**Records for this exercise**
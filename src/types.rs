// =============================================================================
// Shared types used across the signal scanner
// =============================================================================

use serde::{Deserialize, Serialize};

/// Trade direction of an emitted signal.
#[derive(Debug, Clone, Copy, PartialEq, Eq, Serialize, Deserialize)]
#[serde(rename_all = "UPPERCASE")]
pub enum Direction {
    Long,
    Short,
}

impl Direction {
    /// `+1.0` for longs, `-1.0` for shorts.
    pub fn sign(self) -> f64 {
        match self {
            Self::Long => 1.0,
            Self::Short => -1.0,
        }
    }
}

impl std::fmt::Display for Direction {
    fn fmt(&self, f: &mut std::fmt::Formatter<'_>) -> std::fmt::Result {
        match self {
            Self::Long => write!(f, "LONG"),
            Self::Short => write!(f, "SHORT"),
        }
    }
}

/// How SHORT take-profit targets are placed.
///
/// `Legacy` keeps the historical output where only TP1 was mirrored below
/// entry for shorts while TP2-TP4 stayed above it.
#[derive(Debug, Clone, Copy, PartialEq, Eq, Serialize, Deserialize, Default)]
pub enum TakeProfitMode {
    #[default]
    Mirrored,
    Legacy,
}

impl std::fmt::Display for TakeProfitMode {
    fn fmt(&self, f: &mut std::fmt::Formatter<'_>) -> std::fmt::Result {
        match self {
            Self::Mirrored => write!(f, "Mirrored"),
            Self::Legacy => write!(f, "Legacy"),
        }
    }
}

#[cfg(test)]
mod tests {
    use super::*;

    #[test]
    fn direction_serialises_uppercase() {
        assert_eq!(serde_json::to_string(&Direction::Long).unwrap(), "\"LONG\"");
        let d: Direction = serde_json::from_str("\"SHORT\"").unwrap();
        assert_eq!(d, Direction::Short);
        assert_eq!(d.to_string(), "SHORT");
    }
}
// =============================================================================
// Technical Indicators Module
// =============================================================================
//
// Pure, side-effect-free implementations of the indicators the scanner reads.
// Every series function returns `Vec<Option<f64>>` aligned with its input so
// callers are forced to handle warm-up gaps and numerical edge cases.

pub mod ema;
pub mod frame;
pub mod rsi;
pub mod volume;

pub use frame::{IndicatorEngine, IndicatorFrame, IndicatorParams, IndicatorRow};
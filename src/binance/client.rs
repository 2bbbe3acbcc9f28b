// =============================================================================
// Binance USDⓈ-M Futures REST Client — public kline history
// =============================================================================
//
// Only the public `GET /fapi/v1/klines` endpoint is used, so no request
// signing is needed.  An API key, when configured, is sent as X-MBX-APIKEY
// and is never logged.
// =============================================================================

use std::sync::Arc;
use std::time::Duration;

use anyhow::{Context, Result};
use async_trait::async_trait;
use reqwest::header::{HeaderMap, HeaderValue};
use tracing::{debug, instrument};

use super::rate_limit::{klines_weight, WeightTracker};
use crate::error::ScanError;
use crate::market_data::{Candle, MarketDataClient, Series};

const FUTURES_API: &str = "https://fapi.binance.com";

/// Largest `limit` the klines endpoint accepts.
pub const MAX_KLINES_LIMIT: usize = 1500;

/// Binance futures REST client for candle history.
#[derive(Clone)]
pub struct BinanceFuturesClient {
    base_url: String,
    client: reqwest::Client,
    weight: Arc<WeightTracker>,
}

impl BinanceFuturesClient {
    // -------------------------------------------------------------------------
    // Construction
    // -------------------------------------------------------------------------

    /// Create a new client.
    ///
    /// # Arguments
    /// * `api_key` — optional Binance API key (header only).
    /// * `timeout` — bound on every request, connect through body.
    pub fn new(api_key: Option<&str>, timeout: Duration) -> Result<Self> {
        let mut default_headers = HeaderMap::new();
        if let Some(key) = api_key.filter(|k| !k.is_empty()) {
            let val = HeaderValue::from_str(key).context("API key is not a valid header value")?;
            default_headers.insert("X-MBX-APIKEY", val);
        }

        let client = reqwest::Client::builder()
            .default_headers(default_headers)
            .timeout(timeout)
            .build()
            .context("failed to build reqwest client for BinanceFuturesClient")?;

        debug!(base_url = FUTURES_API, "BinanceFuturesClient initialised");

        Ok(Self {
            base_url: FUTURES_API.to_string(),
            client,
            weight: Arc::new(WeightTracker::new()),
        })
    }

    /// Point the client at a different REST host.
    #[cfg(test)]
    pub fn with_base_url(mut self, base_url: impl Into<String>) -> Self {
        self.base_url = base_url.into().trim_end_matches('/').to_string();
        self
    }

    // -------------------------------------------------------------------------
    // Public market data
    // -------------------------------------------------------------------------

    /// GET /fapi/v1/klines (public — no signature required).
    ///
    /// Array indices of each entry:
    ///   [0] openTime, [1] open, [2] high, [3] low, [4] close, [5] volume,
    ///   [6] closeTime, [7] quoteAssetVolume, [8] numberOfTrades, ...
    #[instrument(skip(self), name = "binance::get_klines")]
    pub async fn get_klines(
        &self,
        symbol: &str,
        interval: &str,
        limit: usize,
    ) -> Result<Vec<Candle>, ScanError> {
        if !self.weight.can_send_request(klines_weight(limit)) {
            return Err(ScanError::data_unavailable(
                symbol,
                "request weight budget exhausted for this minute",
            ));
        }

        let url = format!("{}/fapi/v1/klines", self.base_url);
        let limit_s = limit.to_string();

        let resp = self
            .client
            .get(&url)
            .query(&[
                ("symbol", symbol),
                ("interval", interval),
                ("limit", limit_s.as_str()),
            ])
            .send()
            .await
            .map_err(|e| {
                ScanError::data_unavailable(symbol, format!("GET /fapi/v1/klines failed: {e}"))
            })?;

        self.weight.update_from_headers(resp.headers());

        let status = resp.status();
        let body: serde_json::Value = resp
            .json()
            .await
            .map_err(|e| {
                ScanError::data_unavailable(symbol, format!("failed to parse klines response: {e}"))
            })?;

        if !status.is_success() {
            // e.g. 400 {"code":-1121,"msg":"Invalid symbol."}
            let msg = body["msg"].as_str().unwrap_or("no message");
            return Err(ScanError::data_unavailable(
                symbol,
                format!("Binance GET /fapi/v1/klines returned {status}: {msg}"),
            ));
        }

        let candles = parse_klines(symbol, &body)?;
        debug!(
            symbol,
            interval,
            count = candles.len(),
            used_weight = self.weight.used_weight(),
            "klines fetched"
        );
        Ok(candles)
    }
}

#[async_trait]
impl MarketDataClient for BinanceFuturesClient {
    async fn fetch(
        &self,
        instrument: &str,
        interval: &str,
        count: usize,
    ) -> Result<Series, ScanError> {
        if !(2..=MAX_KLINES_LIMIT).contains(&count) {
            return Err(ScanError::data_unavailable(
                instrument,
                format!("lookback {count} outside 2..={MAX_KLINES_LIMIT}"),
            ));
        }

        let candles = self.get_klines(instrument, interval, count).await?;
        let series = Series::new(instrument, interval, candles)?;
        if series.is_empty() {
            return Err(ScanError::data_unavailable(instrument, "empty klines payload"));
        }

        Ok(series)
    }
}

// -----------------------------------------------------------------------------
// Payload parsing
// -----------------------------------------------------------------------------

/// Parse the array-of-arrays klines payload.  Any malformed entry fails the
/// whole payload rather than leaving a silent hole in the series.
pub fn parse_klines(symbol: &str, body: &serde_json::Value) -> Result<Vec<Candle>, ScanError> {
    let raw = body
        .as_array()
        .ok_or_else(|| ScanError::data_unavailable(symbol, "klines response is not an array"))?;

    raw.iter()
        .enumerate()
        .map(|(i, entry)| {
            parse_entry(entry).map_err(|reason| {
                ScanError::data_unavailable(symbol, format!("kline entry {i}: {reason}"))
            })
        })
        .collect()
}

fn parse_entry(entry: &serde_json::Value) -> Result<Candle, String> {
    let arr = entry.as_array().ok_or("not an array")?;
    if arr.len() < 7 {
        return Err(format!("expected at least 7 fields, got {}", arr.len()));
    }

    let open_time = arr[0].as_i64().ok_or("openTime is not an integer")?;
    let close_time = arr[6].as_i64().ok_or("closeTime is not an integer")?;

    Ok(Candle::new(
        open_time,
        parse_str_f64(&arr[1], "open")?,
        parse_str_f64(&arr[2], "high")?,
        parse_str_f64(&arr[3], "low")?,
        parse_str_f64(&arr[4], "close")?,
        parse_str_f64(&arr[5], "volume")?,
        close_time,
    ))
}

/// Binance sends decimals as JSON strings; accept plain numbers too.
fn parse_str_f64(val: &serde_json::Value, name: &str) -> Result<f64, String> {
    let parsed = match val {
        serde_json::Value::String(s) => s
            .parse::<f64>()
            .map_err(|_| format!("failed to parse {name} '{s}' as f64"))?,
        serde_json::Value::Number(n) => n
            .as_f64()
            .ok_or_else(|| format!("{name} is not a valid f64"))?,
        other => return Err(format!("{name} has unexpected JSON type: {other}")),
    };

    if parsed.is_finite() {
        Ok(parsed)
    } else {
        Err(format!("{name} is not finite"))
    }
}

impl std::fmt::Debug for BinanceFuturesClient {
    fn fmt(&self, f: &mut std::fmt::Formatter<'_>) -> std::fmt::Result {
        f.debug_struct("BinanceFuturesClient")
            .field("base_url", &self.base_url)
            .field("weight", &self.weight)
            .finish()
    }
}

// =============================================================================
// Tests
// =============================================================================
#[cfg(test)]
mod tests {
    use super::*;
    use mockito::Matcher;
    use serde_json::json;

    const KLINES: &str = r#"[
        [1700000000000, "37000.10", "37050.00", "36990.00", "37020.00", "123.456", 1700000299999, "4567890.12", 1500, "60.1", "2224455.6", "0"],
        [1700000300000, "37020.00", "37100.00", "37010.00", "37090.50", "98.7", 1700000599999, "3650000.00", 1200, "50.0", "1800000.0", "0"]
    ]"#;

    fn client(base: &str) -> BinanceFuturesClient {
        BinanceFuturesClient::new(None, Duration::from_secs(2))
            .unwrap()
            .with_base_url(base)
    }

    #[test]
    fn parses_string_and_numeric_fields() {
        let body = json!([[0, "1.5", 2.0, "1.0", "1.75", 10, 299_999]]);
        let candles = parse_klines("BTCUSDT", &body).unwrap();
        assert_eq!(candles.len(), 1);
        assert_eq!(candles[0].open, 1.5);
        assert_eq!(candles[0].high, 2.0);
        assert_eq!(candles[0].close, 1.75);
        assert_eq!(candles[0].volume, 10.0);
        assert_eq!(candles[0].close_time, 299_999);
    }

    #[test]
    fn malformed_entry_fails_whole_payload() {
        let body = json!([[0, "1", "1", "1", "1", "1", 1], [1, "x", "1", "1", "1", "1", 2]]);
        let err = parse_klines("BTCUSDT", &body).unwrap_err();
        assert!(err.to_string().contains("kline entry 1"));

        let body = json!([[0, "1", "1"]]);
        assert!(parse_klines("BTCUSDT", &body).is_err());

        let body = json!({"code": -1121});
        assert!(parse_klines("BTCUSDT", &body).is_err());
    }

    #[tokio::test]
    async fn fetch_returns_ascending_series() {
        let mut server = mockito::Server::new_async().await;
        let mock = server
            .mock("GET", "/fapi/v1/klines")
            .match_query(Matcher::AllOf(vec![
                Matcher::UrlEncoded("symbol".into(), "BTCUSDT".into()),
                Matcher::UrlEncoded("interval".into(), "5m".into()),
                Matcher::UrlEncoded("limit".into(), "2".into()),
            ]))
            .with_status(200)
            .with_header("X-MBX-USED-WEIGHT-1M", "12")
            .with_body(KLINES)
            .create_async()
            .await;

        let series = client(&server.url()).fetch("BTCUSDT", "5m", 2).await.unwrap();
        mock.assert_async().await;

        assert_eq!(series.instrument(), "BTCUSDT");
        assert_eq!(series.interval(), "5m");
        assert_eq!(series.len(), 2);
        assert_eq!(series.last().unwrap().close, 37090.5);
    }

    #[tokio::test]
    async fn unknown_symbol_is_data_unavailable() {
        let mut server = mockito::Server::new_async().await;
        server
            .mock("GET", "/fapi/v1/klines")
            .match_query(Matcher::Any)
            .with_status(400)
            .with_body(r#"{"code":-1121,"msg":"Invalid symbol."}"#)
            .create_async()
            .await;

        let err = client(&server.url()).fetch("NOPEUSDT", "5m", 100).await.unwrap_err();
        assert!(matches!(err, ScanError::DataUnavailable { .. }));
        assert!(err.to_string().contains("Invalid symbol."));
    }

    #[tokio::test]
    async fn empty_payload_is_data_unavailable() {
        let mut server = mockito::Server::new_async().await;
        server
            .mock("GET", "/fapi/v1/klines")
            .match_query(Matcher::Any)
            .with_status(200)
            .with_body("[]")
            .create_async()
            .await;

        let err = client(&server.url()).fetch("BTCUSDT", "5m", 100).await.unwrap_err();
        assert!(err.to_string().contains("empty klines payload"));
    }

    #[tokio::test]
    async fn lookback_below_two_is_rejected_without_request() {
        let err = client("http://127.0.0.1:1").fetch("BTCUSDT", "5m", 1).await.unwrap_err();
        assert!(matches!(err, ScanError::DataUnavailable { .. }));
    }
}
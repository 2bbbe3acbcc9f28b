// =============================================================================
// Rolling Volume Average
// =============================================================================
//
// Simple moving average of traded volume over a fixed window.  Used as the
// baseline for volume-spike detection:
//
//   spike  <=>  volume_t > multiplier * SMA(volume, window)_t
// =============================================================================

/// Simple moving average of `values`, aligned index-for-index with the input.
///
/// Entries before `window - 1` are `None`, as are windows that contain a
/// non-finite value.
pub fn sma_series(values: &[f64], window: usize) -> Vec<Option<f64>> {
    let mut out = vec![None; values.len()];
    if window == 0 || values.len() < window {
        return out;
    }

    let window_f = window as f64;
    for (end, slot) in out.iter_mut().enumerate().skip(window - 1) {
        let sum: f64 = values[end + 1 - window..=end].iter().sum();
        if sum.is_finite() {
            *slot = Some(sum / window_f);
        }
    }

    out
}

/// Whether `volume` exceeds `multiplier` times `average`.
pub fn is_volume_spike(volume: f64, average: f64, multiplier: f64) -> bool {
    volume > average * multiplier
}

#[cfg(test)]
mod tests {
    use super::*;

    #[test]
    fn sma_warm_up_and_values() {
        let vols: Vec<f64> = (1..=5).map(|x| x as f64).collect();
        let out = sma_series(&vols, 3);
        assert_eq!(out[0], None);
        assert_eq!(out[1], None);
        assert_eq!(out[2], Some(2.0));
        assert_eq!(out[3], Some(3.0));
        assert_eq!(out[4], Some(4.0));
    }

    #[test]
    fn sma_short_input_all_undefined() {
        assert!(sma_series(&[1.0; 19], 20).iter().all(Option::is_none));
    }

    #[test]
    fn sma_twentieth_sample_defined() {
        let out = sma_series(&[100.0; 20], 20);
        assert_eq!(out[19], Some(100.0));
        assert!(out[18].is_none());
    }

    #[test]
    fn spike_is_strict() {
        assert!(is_volume_spike(200.0, 100.0, 1.5));
        assert!(!is_volume_spike(150.0, 100.0, 1.5));
    }
}
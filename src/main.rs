// =============================================================================
// Perp Signal Scanner — Main Entry Point
// =============================================================================
//
// Scans a fixed list of USDⓈ-M perpetuals every few minutes and publishes
// EMA-cross / RSI / volume-spike signals to Telegram.  Without Telegram
// credentials the scanner runs in dry-run mode and only logs the messages.
// =============================================================================

// ── Module declarations ──────────────────────────────────────────────────────
mod binance;
mod config;
mod error;
mod indicators;
mod market_data;
mod notifier;
mod scanner;
mod signals;
mod types;

use std::sync::Arc;

use anyhow::Context;
use tokio::sync::watch;
use tracing::{error, info, warn};
use tracing_subscriber::EnvFilter;

use crate::binance::BinanceFuturesClient;
use crate::config::{Credentials, ScannerConfig};
use crate::notifier::{LogNotifier, MessageTemplate, Notifier, TelegramNotifier};
use crate::scanner::ScanLoop;

const DEFAULT_CONFIG_PATH: &str = "scanner_config.json";

#[tokio::main]
async fn main() -> anyhow::Result<()> {
    // ── 1. Environment & config ──────────────────────────────────────────
    let _ = dotenv::dotenv();

    tracing_subscriber::fmt()
        .with_env_filter(
            EnvFilter::try_from_default_env().unwrap_or_else(|_| EnvFilter::new("info")),
        )
        .init();

    info!("Perp Signal Scanner starting up");

    let config_path =
        std::env::var("SCANNER_CONFIG").unwrap_or_else(|_| DEFAULT_CONFIG_PATH.into());
    let mut config = ScannerConfig::load_or_default(&config_path)?;
    config.apply_env_overrides(|name| std::env::var(name).ok())?;
    config
        .validate()
        .with_context(|| format!("invalid scanner config ({config_path})"))?;

    let creds = Credentials::from_env();

    info!(
        symbols = ?config.symbols,
        interval = %config.interval,
        lookback = config.lookback,
        cadence_secs = config.cadence_secs,
        "configuration ready"
    );

    // ── 2. Market data client ────────────────────────────────────────────
    let client = Arc::new(BinanceFuturesClient::new(
        creds.binance_api_key.as_deref(),
        config.fetch_timeout(),
    )?);

    // ── 3. Notifier ──────────────────────────────────────────────────────
    let template = MessageTemplate {
        footer: config.message_footer.clone(),
    };

    let notifier: Arc<dyn Notifier> = match creds.telegram() {
        Some((token, chat_id)) => {
            info!(chat_id, "publishing signals to Telegram");
            Arc::new(TelegramNotifier::new(
                token,
                chat_id,
                template,
                config.delivery_timeout(),
            )?)
        }
        None => {
            warn!("Telegram credentials not set, dry-run: signals are only logged");
            Arc::new(LogNotifier::new(template))
        }
    };

    // ── 4. Shutdown wiring ───────────────────────────────────────────────
    let (shutdown_tx, shutdown_rx) = watch::channel(false);
    tokio::spawn(async move {
        wait_for_signal().await;
        warn!("Shutdown signal received — finishing current cycle");
        let _ = shutdown_tx.send(true);
    });

    // ── 5. Scan loop ─────────────────────────────────────────────────────
    let scan = ScanLoop::new(&config, client, notifier);
    let cycles = scan.run(shutdown_rx).await;

    info!(cycles, "Perp Signal Scanner shut down complete.");
    Ok(())
}

/// Resolve on Ctrl-C, or SIGTERM on unix.
async fn wait_for_signal() {
    #[cfg(unix)]
    {
        use tokio::signal::unix::{signal, SignalKind};

        match signal(SignalKind::terminate()) {
            Ok(mut term) => {
                tokio::select! {
                    res = tokio::signal::ctrl_c() => {
                        if let Err(e) = res {
                            error!(error = %e, "failed to listen for Ctrl-C");
                        }
                    }
                    _ = term.recv() => {}
                }
                return;
            }
            Err(e) => error!(error = %e, "failed to install SIGTERM handler"),
        }
    }

    if let Err(e) = tokio::signal::ctrl_c().await {
        error!(error = %e, "failed to listen for Ctrl-C");
    }
}
//! Single-shot flows: fetch one URI, or submit one form.
//!
//! These are degenerate one-element batches. They use the same executor as
//! the dispatcher but render into one fixed slot and are awaited inline.

use std::sync::Arc;

use crate::domain::descriptor::RequestDescriptor;
use crate::domain::slot::{AnySlot, ResultSlot};
use crate::error::Result;
use crate::executor::{self, RequestKind};
use crate::http::HttpClient;
use crate::presentation::{Presentation, SlotUpdate};

/// Runs single requests into a presentation that holds one slot at a time.
pub struct SingleShot<H, P>
where
    H: HttpClient,
    P: Presentation,
{
    http_client: Arc<H>,
    presentation: Arc<P>,
    submit_path: String,
}

impl<H, P> SingleShot<H, P>
where
    H: HttpClient,
    P: Presentation,
{
    pub fn new(http_client: Arc<H>, presentation: Arc<P>, submit_path: impl Into<String>) -> Self {
        Self {
            http_client,
            presentation,
            submit_path: submit_path.into(),
        }
    }

    pub fn presentation(&self) -> &Arc<P> {
        &self.presentation
    }

    /// GET `uri` and render the outcome. Images render as binary content.
    pub async fn get(&self, uri: &str) -> AnySlot {
        let descriptor = RequestDescriptor::new(uri, format!("GET {uri}"));
        self.run(RequestKind::Get, descriptor).await
    }

    /// URL-encode `fields` in order and POST them to the submit endpoint.
    ///
    /// A successful response body is kept verbatim, markup included.
    pub async fn submit<K, V>(&self, fields: &[(K, V)]) -> Result<AnySlot>
    where
        K: AsRef<str>,
        V: AsRef<str>,
    {
        let pairs: Vec<(&str, &str)> = fields.iter().map(|(k, v)| (k.as_ref(), v.as_ref())).collect();
        let body = serde_urlencoded::to_string(&pairs)?;

        tracing::debug!(fields = pairs.len(), endpoint = %self.submit_path, "Submitting form");
        let descriptor = RequestDescriptor::new(self.submit_path.clone(), format!("POST {}", self.submit_path));
        Ok(self.run(RequestKind::PostForm { body }, descriptor).await)
    }

    async fn run(&self, kind: RequestKind, descriptor: RequestDescriptor) -> AnySlot {
        self.presentation.clear_all();

        let slot = ResultSlot::new(0, descriptor);
        let handle = self.presentation.create_slot(0, slot.clone().into());
        let completion = executor::execute(self.http_client.as_ref(), &kind, slot).await;
        let finalized = AnySlot::from(completion);

        let update = self.presentation.update_slot(handle, finalized.clone());
        if update != SlotUpdate::Applied {
            // Another flow cleared the fixed slot while this request was in flight
            tracing::debug!(slot_id = %handle.id, update = ?update, "Single-shot result not displayed");
        }
        finalized
    }
}
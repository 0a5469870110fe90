//! Mock HTTP client for tests and offline demos.

use std::collections::{HashMap, VecDeque};
use std::sync::Arc;
use std::sync::atomic::{AtomicUsize, Ordering};
use std::time::Duration;

use async_trait::async_trait;
use parking_lot::Mutex;
use tokio::sync::oneshot;

use super::{HttpClient, HttpResponse};
use crate::error::{Result, VolleyError};

/// Mock HTTP client for testing.
///
/// Responses are keyed by `"{METHOD} {uri}"` and served in FIFO order, so
/// the same URI can be scripted several times.
///
/// # Example
/// ```ignore
/// let mock = MockHttpClient::new();
/// mock.add_response("GET /file.txt", Ok(HttpResponse::new(200, "hello")));
/// mock.add_delayed_response(
///     "GET /spin.cgi?10",
///     Ok(HttpResponse::new(200, "done")),
///     Duration::from_secs(10),
/// );
/// ```
#[derive(Clone)]
pub struct MockHttpClient {
    responses: Arc<Mutex<HashMap<String, VecDeque<MockResponse>>>>,
    calls: Arc<Mutex<Vec<MockCall>>>,
    in_flight: Arc<AtomicUsize>,
}

/// A scripted response.
enum MockResponse {
    /// Immediate response
    Immediate(Result<HttpResponse>),
    /// Response delivered after a (tokio) sleep
    Delayed {
        response: Result<HttpResponse>,
        delay: Duration,
    },
    /// Response that waits for a trigger signal before completing
    Triggered {
        response: Result<HttpResponse>,
        trigger: oneshot::Receiver<()>,
    },
}

/// Record of a call made to the mock HTTP client.
#[derive(Debug, Clone, PartialEq, Eq)]
pub struct MockCall {
    pub method: String,
    pub uri: String,
    pub content_type: Option<String>,
    pub body: Option<String>,
}

impl MockHttpClient {
    pub fn new() -> Self {
        Self {
            responses: Arc::new(Mutex::new(HashMap::new())),
            calls: Arc::new(Mutex::new(Vec::new())),
            in_flight: Arc::new(AtomicUsize::new(0)),
        }
    }

    fn push(&self, key: &str, response: MockResponse) {
        self.responses
            .lock()
            .entry(key.to_string())
            .or_default()
            .push_back(response);
    }

    /// Add a predetermined response for `"{METHOD} {uri}"`.
    pub fn add_response(&self, key: &str, response: Result<HttpResponse>) {
        self.push(key, MockResponse::Immediate(response));
    }

    /// Add a response that is delivered after `delay`.
    ///
    /// Uses `tokio::time::sleep`, so paused-clock tests advance through it instantly.
    pub fn add_delayed_response(&self, key: &str, response: Result<HttpResponse>, delay: Duration) {
        self.push(key, MockResponse::Delayed { response, delay });
    }

    /// Add a response that will wait for a manual trigger before completing.
    ///
    /// The request completes once the returned sender fires or is dropped.
    pub fn add_response_with_trigger(
        &self,
        key: &str,
        response: Result<HttpResponse>,
    ) -> oneshot::Sender<()> {
        let (tx, rx) = oneshot::channel();
        self.push(
            key,
            MockResponse::Triggered {
                response,
                trigger: rx,
            },
        );
        tx
    }

    /// Get all calls that have been made to this mock client.
    pub fn get_calls(&self) -> Vec<MockCall> {
        self.calls.lock().clone()
    }

    pub fn call_count(&self) -> usize {
        self.calls.lock().len()
    }

    /// Number of requests currently waiting on their scripted response.
    pub fn in_flight_count(&self) -> usize {
        self.in_flight.load(Ordering::SeqCst)
    }

    async fn respond(&self, call: MockCall) -> Result<HttpResponse> {
        self.in_flight.fetch_add(1, Ordering::SeqCst);
        let in_flight = self.in_flight.clone();
        let _guard = scopeguard::guard((), move |_| {
            in_flight.fetch_sub(1, Ordering::SeqCst);
        });

        let key = format!("{} {}", call.method, call.uri);
        self.calls.lock().push(call);

        let scripted = self
            .responses
            .lock()
            .get_mut(&key)
            .and_then(|queue| queue.pop_front());

        match scripted {
            Some(MockResponse::Immediate(response)) => response,
            Some(MockResponse::Delayed { response, delay }) => {
                tokio::time::sleep(delay).await;
                response
            }
            Some(MockResponse::Triggered { response, trigger }) => {
                // Either a send or a dropped sender releases the request
                let _ = trigger.await;
                response
            }
            None => Err(VolleyError::Other(anyhow::anyhow!(
                "No mock response configured for {key}"
            ))),
        }
    }
}

impl Default for MockHttpClient {
    fn default() -> Self {
        Self::new()
    }
}

#[async_trait]
impl HttpClient for MockHttpClient {
    async fn get(&self, uri: &str) -> Result<HttpResponse> {
        self.respond(MockCall {
            method: "GET".to_string(),
            uri: uri.to_string(),
            content_type: None,
            body: None,
        })
        .await
    }

    async fn post(&self, uri: &str, content_type: &str, body: String) -> Result<HttpResponse> {
        self.respond(MockCall {
            method: "POST".to_string(),
            uri: uri.to_string(),
            content_type: Some(content_type.to_string()),
            body: Some(body),
        })
        .await
    }
}
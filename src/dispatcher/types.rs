//! Types returned by the batch dispatcher.

use serde::Serialize;

use crate::domain::descriptor::Generation;
use crate::presentation::SlotHandle;

/// What a call to `launch_batch` attached to the presentation.
#[derive(Debug, Clone, PartialEq, Eq, Serialize)]
pub struct BatchLaunch {
    /// Generation the batch's slots belong to
    pub generation: Generation,
    /// One handle per descriptor, in launch order
    pub handles: Vec<SlotHandle>,
}

impl BatchLaunch {
    pub fn len(&self) -> usize {
        self.handles.len()
    }

    pub fn is_empty(&self) -> bool {
        self.handles.is_empty()
    }
}

/// Counters tracked by a dispatcher across all batches it launched.
#[derive(Debug, Clone, Default, PartialEq, Eq, Serialize)]
pub struct DispatcherStats {
    /// Executors started
    pub requests_launched: u64,
    /// Finalized as Success
    pub requests_succeeded: u64,
    /// Finalized as HttpError
    pub requests_http_errors: u64,
    /// Finalized as NetworkError
    pub requests_network_errors: u64,
    /// Finalizations dropped because their batch was reset
    pub updates_discarded: u64,
    /// Executors still running
    pub requests_in_flight: usize,
}

impl DispatcherStats {
    pub fn requests_finished(&self) -> u64 {
        self.requests_succeeded + self.requests_http_errors + self.requests_network_errors
    }
}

**Task objective**
Every line with the string "fixed" in the material should be returned.

**Solved exercise**
// Simple moving average of traded volume over a fixed window.  Used as the
// Scans a fixed list of USDⓈ-M perpetuals every few minutes and publishes
//! the dispatcher but render into one fixed slot and are awaited inline.
            // Another flow cleared the fixed slot while this request was in flight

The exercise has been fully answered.